I lunge for the toilet, drop to my knees, clutch the rim, and vomit. Each retch drags something out of me: shame, exhaustion, dread. I feel like I wandered into the wrong body and the wrong night.
“Blair,” I croak.
He’s behind me, rubbing my back, keeping me breathing between painful heaves. “It’s okay,” he says. “You’re okay, I’ve got you.”
I bury my face in the curve of the toilet seat and gulp fistfuls of air like there’s water closing over me; the nightmare won’t let me go.
“Easy, babe. Easy.” He drops to the floor beside me. “You went through it.” His lips are against my temple. “That hit was rougher than we thought, yeah?”
The hit. Zolotarev. The boards, the ice, my head whiplashing. I can’t stop shaking. Pain wraps around my skull, tightening with each heartbeat.
“We’ll go see Dr.
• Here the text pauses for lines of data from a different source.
//! PostgreSQL repository adapter.

use async_trait::async_trait;
use chrono::{DateTime, Utc};
use sqlx::pool::PoolConnection;
use sqlx::postgres::{PgPoolOptions, PgRow};
use sqlx::{FromRow, PgConnection, PgPool, Postgres, QueryBuilder};
use std::ops::{Deref, DerefMut};
use tokio::sync::{Mutex, MutexGuard};

use payments_types::{ColumnValue, Filter, PaymentMethod, RepoError, Repository, Transaction};

use crate::columns::{Column, Condition, Op, PaymentMethodColumn, SqlValue, TransactionColumn};
use crate::rows::{
    ConflictTarget, DbPaymentMethod, DbTransaction, db_error, payment_method_fields,
    transaction_fields, tx_error,
};
use crate::{PoolSettings, ScopedFuture};

// ─────────────────────────────────────────────────────────────────────────────
// PostgreSQL Repository
// ─────────────────────────────────────────────────────────────────────────────

/// PostgreSQL repository for transactions and payment methods.
///
/// A repository either draws connections from the pool or, inside
/// [`PostgresRepo::with_transaction`], runs every statement on one open
/// database transaction.
pub struct PostgresRepo {
    db: Db,
}

enum Db {
    Pool(PgPool),
    Scoped(Mutex<sqlx::Transaction<'static, Postgres>>),
}

enum Conn<'a> {
    Pooled(PoolConnection<Postgres>),
    Scoped(MutexGuard<'a, sqlx::Transaction<'static, Postgres>>),
}

impl Deref for Conn<'_> {
    type Target = PgConnection;

    fn deref(&self) -> &PgConnection {
        match self {
            Conn::Pooled(c) => &**c,
            Conn::Scoped(tx) => &***tx,
        }
    }
}

impl DerefMut for Conn<'_> {
    fn deref_mut(&mut self) -> &mut PgConnection {
        match self {
            Conn::Pooled(c) => &mut **c,
            Conn::Scoped(tx) => &mut ***tx,
        }
    }
}

/// Executes SQL statements from a migration file, splitting by semicolons.
async fn execute_migration(pool: &PgPool, sql: &str, name: &str) -> Result<(), anyhow::Error> {
    for statement in sql.split(';') {
        let stmt = statement.trim();
        if !stmt.is_empty() {
            sqlx::query(stmt)
                .execute(pool)
                .await
                .map_err(|e| anyhow::anyhow!("Migration {} failed: {}", name, e))?;
        }
    }
    Ok(())
}

/// Runs all database migrations.
async fn run_migrations(pool: &PgPool) -> Result<(), anyhow::Error> {
    execute_migration(
        pool,
        include_str!("../migrations/0001_create_transactions_pg.sql"),
        "0001",
    )
    .await?;

    execute_migration(
        pool,
        include_str!("../migrations/0002_create_payment_methods_pg.sql"),
        "0002",
    )
    .await?;

    Ok(())
}

impl PostgresRepo {
    /// Connects with the given pool settings and runs migrations.
    pub async fn new(database_url: &str, settings: &PoolSettings) -> anyhow::Result<Self> {
        let pool = PgPoolOptions::new()
            .max_connections(settings.max_connections)
            .min_connections(settings.min_connections)
            .max_lifetime(settings.max_lifetime)
            .acquire_timeout(settings.acquire_timeout)
            .test_before_acquire(true)
            .connect(database_url)
            .await?;
        run_migrations(&pool).await?;
        Ok(Self::from_pool(pool))
    }

    /// Wraps an existing pool. Migrations are not run.
    pub fn from_pool(pool: PgPool) -> Self {
        Self { db: Db::Pool(pool) }
    }

    /// Creates the database schema (for testing with existing pool).
    pub async fn create_schema(&self) -> Result<(), RepoError> {
        let Db::Pool(pool) = &self.db else {
            return Err(RepoError::Transaction(
                "schema changes are not allowed inside a scoped transaction".into(),
            ));
        };
        run_migrations(pool)
            .await
            .map_err(|e| RepoError::Database(e.to_string()))
    }

    /// Runs `f` against a repository bound to one database transaction.
    ///
    /// Commits when `f` returns `Ok`, rolls back when it returns `Err`. If
    /// `f` panics or its future is dropped, the open transaction is dropped
    /// with it and rolled back by the driver. Nesting is rejected.
    pub async fn with_transaction<T, F>(&self, f: F) -> Result<T, RepoError>
    where
        T: Send,
        F: for<'s> FnOnce(&'s PostgresRepo) -> ScopedFuture<'s, T> + Send,
    {
        let Db::Pool(pool) = &self.db else {
            return Err(RepoError::Transaction(
                "nested transactions are not supported".into(),
            ));
        };

        let db_tx = pool.begin().await.map_err(tx_error)?;
        let scoped = PostgresRepo {
            db: Db::Scoped(Mutex::new(db_tx)),
        };

        let result = f(&scoped).await;

        let Db::Scoped(lock) = scoped.db else {
            return Err(RepoError::Transaction("scoped handle lost its transaction".into()));
        };
        let db_tx = lock.into_inner();

        match result {
            Ok(value) => {
                db_tx.commit().await.map_err(tx_error)?;
                Ok(value)
            }
            Err(e) => {
                tracing::debug!(error = %e, "rolling back scoped transaction");
                db_tx.rollback().await.map_err(tx_error)?;
                Err(e)
            }
        }
    }

    async fn conn(&self) -> Result<Conn<'_>, RepoError> {
        match &self.db {
            Db::Pool(pool) => pool.acquire().await.map(Conn::Pooled).map_err(db_error),
            Db::Scoped(lock) => Ok(Conn::Scoped(lock.lock().await)),
        }
    }

    // ─────────────────────────────────────────────────────────────────────────
    // Statement helpers shared by both tables
    // ─────────────────────────────────────────────────────────────────────────

    async fn insert<C: ConflictTarget>(
        &self,
        fields: Vec<(C, SqlValue)>,
        if_absent: bool,
    ) -> Result<u64, RepoError> {
        let mut qb = QueryBuilder::<Postgres>::new("INSERT INTO ");
        qb.push(C::TABLE).push(" (");
        let mut columns = qb.separated(", ");
        for (column, _) in &fields {
            columns.push(column.as_str());
        }
        qb.push(") VALUES (");
        let mut values = qb.separated(", ");
        for (_, value) in fields {
            match value {
                SqlValue::Uuid(v) => values.push_bind(v),
                SqlValue::Text(v) => values.push_bind(v),
                SqlValue::Int(v) => values.push_bind(v),
                SqlValue::Bool(v) => values.push_bind(v),
                SqlValue::Timestamp(v) => values.push_bind(v),
                SqlValue::Json(v) => values.push_bind(v),
            };
        }
        qb.push(")");
        if if_absent {
            qb.push(" ON CONFLICT (")
                .push(C::CONFLICT_TARGET)
                .push(") DO NOTHING");
        }

        let mut conn = self.conn().await?;
        let result = qb.build().execute(&mut *conn).await.map_err(db_error)?;
        Ok(result.rows_affected())
    }

    async fn select<C: Column, T>(&self, conditions: Vec<Condition<C>>) -> Result<Vec<T>, RepoError>
    where
        T: for<'r> FromRow<'r, PgRow> + Send + Unpin,
    {
        let mut qb = QueryBuilder::<Postgres>::new("SELECT ");
        qb.push(C::select_list()).push(" FROM ").push(C::TABLE);
        push_where(&mut qb, conditions);
        qb.push(" ORDER BY ")
            .push(C::CREATED_AT.as_str())
            .push(" DESC");

        let mut conn = self.conn().await?;
        qb.build_query_as::<T>()
            .fetch_all(&mut *conn)
            .await
            .map_err(db_error)
    }

    async fn update_status_where<C: Column>(
        &self,
        status: &str,
        filters: &[Filter],
    ) -> Result<u64, RepoError> {
        if filters.is_empty() {
            return Err(RepoError::FiltersRequired);
        }
        let conditions = filters
            .iter()
            .map(C::condition)
            .collect::<Result<Vec<_>, _>>()?;

        let mut qb = QueryBuilder::<Postgres>::new("UPDATE ");
        qb.push(C::TABLE)
            .push(" SET ")
            .push(C::STATUS.as_str())
            .push(" = ");
        qb.push_bind(status.to_string());
        qb.push(", ").push(C::UPDATED_AT.as_str()).push(" = ");
        qb.push_bind(Utc::now());
        push_where(&mut qb, conditions);

        let mut conn = self.conn().await?;
        let result = qb.build().execute(&mut *conn).await.map_err(db_error)?;
        match result.rows_affected() {
            0 => Err(RepoError::NoMatch),
            n => Ok(n),
        }
    }
}

fn push_where<C: Column>(qb: &mut QueryBuilder<'_, Postgres>, conditions: Vec<Condition<C>>) {
    if conditions.is_empty() {
        return;
    }
    qb.push(" WHERE ");
    let mut clause = qb.separated(" AND ");
    for cond in conditions {
        clause.push(cond.column.as_str());
        clause.push_unseparated(cond.op.as_sql());
        match cond.value {
            SqlValue::Uuid(v) => clause.push_bind_unseparated(v),
            SqlValue::Text(v) => clause.push_bind_unseparated(v),
            SqlValue::Int(v) => clause.push_bind_unseparated(v),
            SqlValue::Bool(v) => clause.push_bind_unseparated(v),
            SqlValue::Timestamp(v) => clause.push_bind_unseparated(v),
            SqlValue::Json(v) => clause.push_bind_unseparated(v),
        };
    }
}

fn single<T>(mut rows: Vec<T>) -> Result<T, RepoError> {
    if rows.is_empty() {
        return Err(RepoError::NotFound);
    }
    Ok(rows.swap_remove(0))
}

// ─────────────────────────────────────────────────────────────────────────────
// Repository<Transaction>
// ─────────────────────────────────────────────────────────────────────────────

#[async_trait]
impl Repository<Transaction> for PostgresRepo {
    async fn create(&self, record: &Transaction) -> Result<(), RepoError> {
        self.insert(transaction_fields(record), false).await?;
        Ok(())
    }

    async fn create_if_absent(&self, record: &Transaction) -> Result<bool, RepoError> {
        Ok(self.insert(transaction_fields(record), true).await? == 1)
    }

    async fn update_status(
        &self,
        status: payments_types::TxStatus,
        filters: &[Filter],
    ) -> Result<u64, RepoError> {
        self.update_status_where::<TransactionColumn>(status.as_str(), filters)
            .await
    }

    async fn find_by_id(&self, id: &str) -> Result<Transaction, RepoError> {
        let cond = TransactionColumn::condition(&Filter::eq("id", id))?;
        let rows: Vec<DbTransaction> = self.select(vec![cond]).await?;
        single(rows)?.into_domain()
    }

    async fn find_by_payment_intent(&self, payment_intent_id: &str) -> Result<Transaction, RepoError> {
        let cond = Condition::eq(
            TransactionColumn::PaymentIntentId,
            SqlValue::Text(payment_intent_id.to_string()),
        );
        let rows: Vec<DbTransaction> = self.select(vec![cond]).await?;
        single(rows)?.into_domain()
    }

    async fn find_by_status(
        &self,
        status: payments_types::TxStatus,
        since: DateTime<Utc>,
    ) -> Result<Vec<Transaction>, RepoError> {
        let conditions = vec![
            Condition::eq(
                TransactionColumn::TxStatus,
                SqlValue::Text(status.as_str().to_string()),
            ),
            Condition {
                column: TransactionColumn::CreatedAt,
                op: Op::AtOrAfter,
                value: SqlValue::Timestamp(since),
            },
        ];
        let rows: Vec<DbTransaction> = self.select(conditions).await?;
        rows.into_iter().map(DbTransaction::into_domain).collect()
    }

    async fn find_by_column(
        &self,
        column: &str,
        value: ColumnValue,
    ) -> Result<Vec<Transaction>, RepoError> {
        let cond = TransactionColumn::condition(&Filter::eq(column, value))?;
        let rows: Vec<DbTransaction> = self.select(vec![cond]).await?;
        rows.into_iter().map(DbTransaction::into_domain).collect()
    }
}

// ─────────────────────────────────────────────────────────────────────────────
// Repository<PaymentMethod>
// ─────────────────────────────────────────────────────────────────────────────

#[async_trait]
impl Repository<PaymentMethod> for PostgresRepo {
    async fn create(&self, record: &PaymentMethod) -> Result<(), RepoError> {
        self.insert(payment_method_fields(record), false).await?;
        Ok(())
    }

    async fn create_if_absent(&self, record: &PaymentMethod) -> Result<bool, RepoError> {
        Ok(self.insert(payment_method_fields(record), true).await? == 1)
    }

    async fn update_status(
        &self,
        status: payments_types::PaymentMethodStatus,
        filters: &[Filter],
    ) -> Result<u64, RepoError> {
        self.update_status_where::<PaymentMethodColumn>(status.as_str(), filters)
            .await
    }

    async fn find_by_id(&self, id: &str) -> Result<PaymentMethod, RepoError> {
        let cond = Condition::eq(
            PaymentMethodColumn::PaymentMethodId,
            SqlValue::Text(id.to_string()),
        );
        let rows: Vec<DbPaymentMethod> = self.select(vec![cond]).await?;
        single(rows)?.into_domain()
    }

    async fn find_by_payment_intent(
        &self,
        _payment_intent_id: &str,
    ) -> Result<PaymentMethod, RepoError> {
        Err(RepoError::InvalidColumn("payment_intent_id".into()))
    }

    async fn find_by_status(
        &self,
        status: payments_types::PaymentMethodStatus,
        since: DateTime<Utc>,
    ) -> Result<Vec<PaymentMethod>, RepoError> {
        let conditions = vec![
            Condition::eq(
                PaymentMethodColumn::Status,
                SqlValue::Text(status.as_str().to_string()),
            ),
            Condition {
                column: PaymentMethodColumn::CreatedAt,
                op: Op::AtOrAfter,
                value: SqlValue::Timestamp(since),
            },
        ];
        let rows: Vec<DbPaymentMethod> = self.select(conditions).await?;
        rows.into_iter().map(DbPaymentMethod::into_domain).collect()
    }

    async fn find_by_column(
        &self,
        column: &str,
        value: ColumnValue,
    ) -> Result<Vec<PaymentMethod>, RepoError> {
        let cond = PaymentMethodColumn::condition(&Filter::eq(column, value))?;
        let rows: Vec<DbPaymentMethod> = self.select(vec![cond]).await?;
        rows.into_iter().map(DbPaymentMethod::into_domain).collect()
    }
}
Lin first thing in the morning.” He rubs the base of my neck. “Head still spinning?”
I nod. My stomach’s a riot, but the worst of it is gone now with him beside me.
He helps me shift, my back settling between the toilet and the wall, then rises and pads away. The bathroom feels colder without him, until he returns with a blanket and a bottle of water. He drapes the blanket over my shoulders and hands me the water as he sits down again.
I lean into his side, and his arms come around me. The room settles, breath by breath. I want to rest, but the adrenaline will not let go.
My phone is lying screen-down by my foot. When I reach for it, it blazes to life, the time innocent and ordinary: March 22, 2:37 a.m.
This is a bad night. It’s nerves. It’s the hit. I haven’t had enough sleep, there was too much pressure on that game. There are a thousand reasons for me to be on this floor, feeling like shit. I’ve had concussions before. I know the symptoms, the way they can mess with your head and give you night terrors, scramble your mind, twist your thoughts. This is that: post-game adrenaline, nightmares recycling old fears.
But in the silence, recognition circles slowly.
This is not the first time I’ve woken up flayed by fear. Bits of the nightmare glint and vanish, glint and vanish. I’ve been here before, on this same bathroom floor, this same sick dread pooling in my stomach, Blair’s voice pulling me from the panic.
No, I haven’t. I’d remember that. I haven’t.
But my hands recognize the grit of these tiles. My body recognizes the angle of this corner. The words Blair spoke—“You went through it”—they echo, a half-remembered song.
And that nightmare felt like a memory.
Stop. You took a hard hit and you got your bell rung. That’s all this is.
In the morning, I’ll feel better. In the morning, this will all seem silly. I match my breathing to Blair’s until my chest stops leaping ahead of itself. I slide my foot beneath Blair’s thigh.